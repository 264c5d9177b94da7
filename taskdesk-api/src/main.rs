//! taskdesk-api - contacts, tasks and projects REST service
//!
//! Configuration priority: CLI flag, environment variable, TOML file,
//! compiled default.

use std::path::PathBuf;

use anyhow::{Context, Result};
use clap::Parser;
use taskdesk_api::{build_router, AppState};
use taskdesk_common::config::{
    default_config_path, load_toml_config, ConfigOverrides, Environment, ServerConfig,
};
use tokio::signal;
use tracing::info;
use tracing_subscriber::{layer::SubscriberExt, util::SubscriberInitExt};

/// Command-line arguments for taskdesk-api
#[derive(Parser, Debug)]
#[command(name = "taskdesk-api")]
#[command(about = "Contacts, tasks and projects REST service")]
#[command(version)]
struct Args {
    /// Path to TOML config file
    #[arg(short, long, env = "TASKDESK_CONFIG")]
    config: Option<PathBuf>,

    /// Address to bind
    #[arg(long, env = "TASKDESK_HOST")]
    host: Option<String>,

    /// Port to listen on
    #[arg(short, long, env = "TASKDESK_PORT")]
    port: Option<u16>,

    /// SQLite database file (created if missing)
    #[arg(short, long, env = "TASKDESK_DATABASE")]
    database: Option<PathBuf>,

    /// development | production
    #[arg(short, long, env = "TASKDESK_ENV")]
    environment: Option<Environment>,

    /// Allowed CORS origin (any origin when unset)
    #[arg(long, env = "TASKDESK_CORS_ORIGIN")]
    cors_origin: Option<String>,

    /// Directory holding a built client bundle to serve
    #[arg(long, env = "TASKDESK_STATIC_DIR")]
    static_dir: Option<PathBuf>,

    /// Log level when RUST_LOG is unset
    #[arg(long, env = "TASKDESK_LOG_LEVEL")]
    log_level: Option<String>,
}

#[tokio::main]
async fn main() -> Result<()> {
    let args = Args::parse();

    let config_path = args.config.clone().or_else(default_config_path);
    let file_config = match &config_path {
        Some(path) => load_toml_config(path).context("Failed to load config file")?,
        None => Default::default(),
    };

    let config = ServerConfig::resolve(
        ConfigOverrides {
            database_path: args.database,
            host: args.host,
            port: args.port,
            environment: args.environment,
            cors_origin: args.cors_origin,
            static_dir: args.static_dir,
            log_level: args.log_level,
        },
        file_config,
    );

    // Initialize tracing
    tracing_subscriber::registry()
        .with(
            tracing_subscriber::EnvFilter::try_from_default_env().unwrap_or_else(|_| {
                format!(
                    "taskdesk_api={level},taskdesk_common={level},tower_http={level}",
                    level = config.log_level
                )
                .into()
            }),
        )
        .with(tracing_subscriber::fmt::layer())
        .init();

    info!(
        "Starting taskdesk-api v{} ({})",
        env!("CARGO_PKG_VERSION"),
        config.environment
    );
    match &config_path {
        Some(path) if path.exists() => info!("Config file: {}", path.display()),
        _ => info!("No config file found, using defaults"),
    }
    info!("Database path: {}", config.database_path.display());

    let pool = taskdesk_common::db::init_database(&config.database_path)
        .await
        .context("Failed to initialize database")?;

    let bind_address = config.bind_address();
    let state = AppState::new(pool, config);
    let app = build_router(state);

    let listener = tokio::net::TcpListener::bind(&bind_address)
        .await
        .with_context(|| format!("Failed to bind to {}", bind_address))?;
    info!("taskdesk-api listening on http://{}", bind_address);
    info!("Health check: http://{}/health", bind_address);

    axum::serve(listener, app)
        .with_graceful_shutdown(shutdown_signal())
        .await
        .context("Server error")?;

    info!("Server shutdown complete");
    Ok(())
}

/// Resolves on Ctrl+C or SIGTERM
async fn shutdown_signal() {
    let ctrl_c = async {
        if let Err(e) = signal::ctrl_c().await {
            tracing::error!("Failed to install Ctrl+C handler: {}", e);
            std::future::pending::<()>().await;
        }
    };

    #[cfg(unix)]
    let terminate = async {
        match signal::unix::signal(signal::unix::SignalKind::terminate()) {
            Ok(mut sigterm) => {
                sigterm.recv().await;
            }
            Err(e) => {
                tracing::error!("Failed to install SIGTERM handler: {}", e);
                std::future::pending::<()>().await;
            }
        }
    };

    #[cfg(not(unix))]
    let terminate = std::future::pending::<()>();

    tokio::select! {
        _ = ctrl_c => {
            info!("Received Ctrl+C, shutting down");
        },
        _ = terminate => {
            info!("Received SIGTERM, shutting down");
        },
    }
}
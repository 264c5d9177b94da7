//! Project endpoints (`/api/v1/project`), including membership management

use axum::{
    extract::{Path, State},
    http::StatusCode,
    routing::{get, patch},
    Json, Router,
};
use chrono::{DateTime, Utc};
use serde::Deserialize;
use taskdesk_common::api::{ApiResponse, FieldError};
use taskdesk_common::db::{MemberEntry, Project, ProjectDetail, ProjectListItem, DEFAULT_MEMBER_ROLE};
use uuid::Uuid;

use crate::db::members;
use crate::db::projects::{self, NewProject, ProjectChanges, ProjectFilter, ProjectUpdate};
use crate::error::{ApiError, ApiResult};
use crate::pagination::{calculate_pagination, PageRequest};
use crate::validation::{nullable, parse_path_id, FieldErrors, Validate, ValidatedJson, ValidatedQuery};
use crate::AppState;

const NAME_MAX: usize = 150;
const DESCRIPTION_MAX: usize = 2000;
const ROLE_MAX: usize = 50;

const END_BEFORE_START: &str = "must be on or after startDate";

/// `GET /` query string
#[derive(Debug, Deserialize)]
#[serde(rename_all = "camelCase")]
pub struct ListProjectsQuery {
    pub status: Option<String>,
    pub owner_id: Option<String>,
    pub search: Option<String>,
    pub page: Option<String>,
    pub limit: Option<String>,
}

impl Validate for ListProjectsQuery {
    type Output = (ProjectFilter, PageRequest);

    fn validate(self) -> Result<Self::Output, Vec<FieldError>> {
        let mut errors = FieldErrors::new();
        let filter = ProjectFilter {
            status: errors.choice("status", self.status),
            owner_id: errors.reference("ownerId", self.owner_id),
            search: errors.optional_text("search", self.search, NAME_MAX),
        };
        let page = errors.page(self.page, self.limit);
        errors.finish((filter, page))
    }
}

/// `POST /` body
#[derive(Debug, Deserialize)]
#[serde(rename_all = "camelCase")]
pub struct CreateProjectBody {
    pub name: Option<String>,
    pub description: Option<String>,
    pub status: Option<String>,
    pub start_date: Option<String>,
    pub end_date: Option<String>,
    pub owner_id: Option<String>,
}

impl Validate for CreateProjectBody {
    type Output = NewProject;

    fn validate(self) -> Result<NewProject, Vec<FieldError>> {
        let mut errors = FieldErrors::new();
        let project = NewProject {
            name: errors.required_text("name", self.name, NAME_MAX),
            description: errors.optional_text("description", self.description, DESCRIPTION_MAX),
            status: errors.choice("status", self.status).unwrap_or_default(),
            start_date: errors.date("startDate", self.start_date),
            end_date: errors.date("endDate", self.end_date),
            owner_id: errors.reference("ownerId", self.owner_id),
        };

        if !dates_in_order(project.start_date, project.end_date) {
            errors.add("endDate", END_BEFORE_START);
        }

        errors.finish(project)
    }
}

/// `PUT /:id` body
#[derive(Debug, Deserialize)]
#[serde(rename_all = "camelCase")]
pub struct UpdateProjectBody {
    #[serde(default, deserialize_with = "nullable")]
    pub name: Option<Option<String>>,
    #[serde(default, deserialize_with = "nullable")]
    pub description: Option<Option<String>>,
    #[serde(default, deserialize_with = "nullable")]
    pub status: Option<Option<String>>,
    #[serde(default, deserialize_with = "nullable")]
    pub start_date: Option<Option<String>>,
    #[serde(default, deserialize_with = "nullable")]
    pub end_date: Option<Option<String>>,
    #[serde(default, deserialize_with = "nullable")]
    pub owner_id: Option<Option<String>>,
}

impl Validate for UpdateProjectBody {
    type Output = ProjectChanges;

    fn validate(self) -> Result<ProjectChanges, Vec<FieldError>> {
        let mut errors = FieldErrors::new();

        let status = match self.status {
            Some(Some(raw)) => errors.choice("status", Some(raw)),
            Some(None) => {
                errors.add("status", "cannot be null");
                None
            }
            None => None,
        };

        let changes = ProjectChanges {
            name: errors.present_text("name", self.name, NAME_MAX),
            description: errors.nullable_text("description", self.description, DESCRIPTION_MAX),
            status,
            start_date: errors.nullable_date("startDate", self.start_date),
            end_date: errors.nullable_date("endDate", self.end_date),
            owner_id: errors.nullable_reference("ownerId", self.owner_id),
        };

        if let (Some(start), Some(end)) = (changes.start_date, changes.end_date) {
            if !dates_in_order(start, end) {
                errors.add("endDate", END_BEFORE_START);
            }
        }

        if changes.name.is_none()
            && changes.description.is_none()
            && changes.status.is_none()
            && changes.start_date.is_none()
            && changes.end_date.is_none()
            && changes.owner_id.is_none()
            && errors.is_empty()
        {
            errors.add("body", super::EMPTY_UPDATE_MESSAGE);
        }

        errors.finish(changes)
    }
}

/// `POST /:id/members` body
#[derive(Debug, Deserialize)]
#[serde(rename_all = "camelCase")]
pub struct AddMemberBody {
    pub contact_id: Option<String>,
    pub role: Option<String>,
}

/// Validated membership request
#[derive(Debug, Clone)]
pub struct NewMember {
    pub contact_id: Uuid,
    pub role: String,
}

impl Validate for AddMemberBody {
    type Output = NewMember;

    fn validate(self) -> Result<NewMember, Vec<FieldError>> {
        let mut errors = FieldErrors::new();
        let contact_id = errors.required_reference("contactId", self.contact_id);
        let role = errors
            .optional_text("role", self.role, ROLE_MAX)
            .unwrap_or_else(|| DEFAULT_MEMBER_ROLE.to_string());

        errors.finish(NewMember {
            contact_id: contact_id.unwrap_or_default(),
            role,
        })
    }
}

/// `PATCH /:id/members/:contactId` body
#[derive(Debug, Deserialize)]
pub struct UpdateMemberBody {
    pub role: Option<String>,
}

impl Validate for UpdateMemberBody {
    type Output = String;

    fn validate(self) -> Result<String, Vec<FieldError>> {
        let mut errors = FieldErrors::new();
        let role = errors.required_text("role", self.role, ROLE_MAX);
        errors.finish(role)
    }
}

fn dates_in_order(start: Option<DateTime<Utc>>, end: Option<DateTime<Utc>>) -> bool {
    match (start, end) {
        (Some(start), Some(end)) => end >= start,
        _ => true,
    }
}

/// GET /api/v1/project
pub async fn list_projects(
    State(state): State<AppState>,
    ValidatedQuery((filter, page)): ValidatedQuery<ListProjectsQuery>,
) -> ApiResult<Json<ApiResponse<Vec<ProjectListItem>>>> {
    let (items, total) = projects::list_projects(&state.db, &filter, page).await?;

    Ok(Json(
        ApiResponse::ok(items, "Projects retrieved successfully")
            .with_pagination(calculate_pagination(total, page)),
    ))
}

/// GET /api/v1/project/:id
pub async fn get_project(
    State(state): State<AppState>,
    Path(id): Path<String>,
) -> ApiResult<Json<ApiResponse<ProjectDetail>>> {
    let id = parse_path_id("id", &id)?;
    let detail = projects::get_project_detail(&state.db, id)
        .await?
        .ok_or_else(|| ApiError::not_found("Project"))?;

    Ok(Json(ApiResponse::ok(detail, "Project retrieved successfully")))
}

/// POST /api/v1/project
pub async fn create_project(
    State(state): State<AppState>,
    ValidatedJson(input): ValidatedJson<CreateProjectBody>,
) -> ApiResult<(StatusCode, Json<ApiResponse<Project>>)> {
    let project = projects::create_project(&state.db, input).await?;

    Ok((
        StatusCode::CREATED,
        Json(ApiResponse::ok(project, "Project created successfully")),
    ))
}

/// PUT /api/v1/project/:id
///
/// A partial date change is checked against the stored counterpart.
pub async fn update_project(
    State(state): State<AppState>,
    Path(id): Path<String>,
    ValidatedJson(changes): ValidatedJson<UpdateProjectBody>,
) -> ApiResult<Json<ApiResponse<Project>>> {
    let id = parse_path_id("id", &id)?;

    match projects::update_project(&state.db, id, changes).await? {
        ProjectUpdate::Updated(project) => {
            Ok(Json(ApiResponse::ok(project, "Project updated successfully")))
        }
        ProjectUpdate::NotFound => Err(ApiError::not_found("Project")),
        ProjectUpdate::DatesOutOfOrder => Err(ApiError::field("endDate", END_BEFORE_START)),
    }
}

/// DELETE /api/v1/project/:id
pub async fn delete_project(
    State(state): State<AppState>,
    Path(id): Path<String>,
) -> ApiResult<Json<ApiResponse<Project>>> {
    let id = parse_path_id("id", &id)?;
    let project = projects::delete_project(&state.db, id)
        .await?
        .ok_or_else(|| ApiError::not_found("Project"))?;

    Ok(Json(ApiResponse::ok(project, "Project deleted successfully")))
}

/// GET /api/v1/project/:id/members
pub async fn list_members(
    State(state): State<AppState>,
    Path(id): Path<String>,
) -> ApiResult<Json<ApiResponse<Vec<MemberEntry>>>> {
    let id = parse_path_id("id", &id)?;
    if !projects::project_exists(&state.db, id).await? {
        return Err(ApiError::not_found("Project"));
    }

    let members = members::list_members(&state.db, id).await?;
    Ok(Json(ApiResponse::ok(members, "Members retrieved successfully")))
}

/// POST /api/v1/project/:id/members
pub async fn add_member(
    State(state): State<AppState>,
    Path(id): Path<String>,
    ValidatedJson(input): ValidatedJson<AddMemberBody>,
) -> ApiResult<(StatusCode, Json<ApiResponse<MemberEntry>>)> {
    let id = parse_path_id("id", &id)?;
    if !projects::project_exists(&state.db, id).await? {
        return Err(ApiError::not_found("Project"));
    }

    let member = members::add_member(&state.db, id, input.contact_id, &input.role).await?;

    Ok((
        StatusCode::CREATED,
        Json(ApiResponse::ok(member, "Member added successfully")),
    ))
}

/// PATCH /api/v1/project/:id/members/:contactId
pub async fn update_member(
    State(state): State<AppState>,
    Path((id, contact_id)): Path<(String, String)>,
    ValidatedJson(role): ValidatedJson<UpdateMemberBody>,
) -> ApiResult<Json<ApiResponse<MemberEntry>>> {
    let id = parse_path_id("id", &id)?;
    let contact_id = parse_path_id("contactId", &contact_id)?;

    let member = members::update_member_role(&state.db, id, contact_id, &role)
        .await?
        .ok_or_else(|| ApiError::not_found("Member"))?;

    Ok(Json(ApiResponse::ok(member, "Member updated successfully")))
}

/// DELETE /api/v1/project/:id/members/:contactId
pub async fn remove_member(
    State(state): State<AppState>,
    Path((id, contact_id)): Path<(String, String)>,
) -> ApiResult<Json<ApiResponse<MemberEntry>>> {
    let id = parse_path_id("id", &id)?;
    let contact_id = parse_path_id("contactId", &contact_id)?;

    let member = members::remove_member(&state.db, id, contact_id)
        .await?
        .ok_or_else(|| ApiError::not_found("Member"))?;

    Ok(Json(ApiResponse::ok(member, "Member removed successfully")))
}

/// Build project routes
pub fn project_routes() -> Router<AppState> {
    Router::new()
        .route("/", get(list_projects).post(create_project))
        .route(
            "/:id",
            get(get_project).put(update_project).delete(delete_project),
        )
        .route("/:id/members", get(list_members).post(add_member))
        .route(
            "/:id/members/:contact_id",
            patch(update_member).delete(remove_member),
        )
}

# # # #

• [What you will do]
The expected result is every line above containing the string "unix".

• [Exercise answer]
    #[cfg(unix)]
        match signal::unix::signal(signal::unix::SignalKind::terminate()) {
    #[cfg(not(unix))]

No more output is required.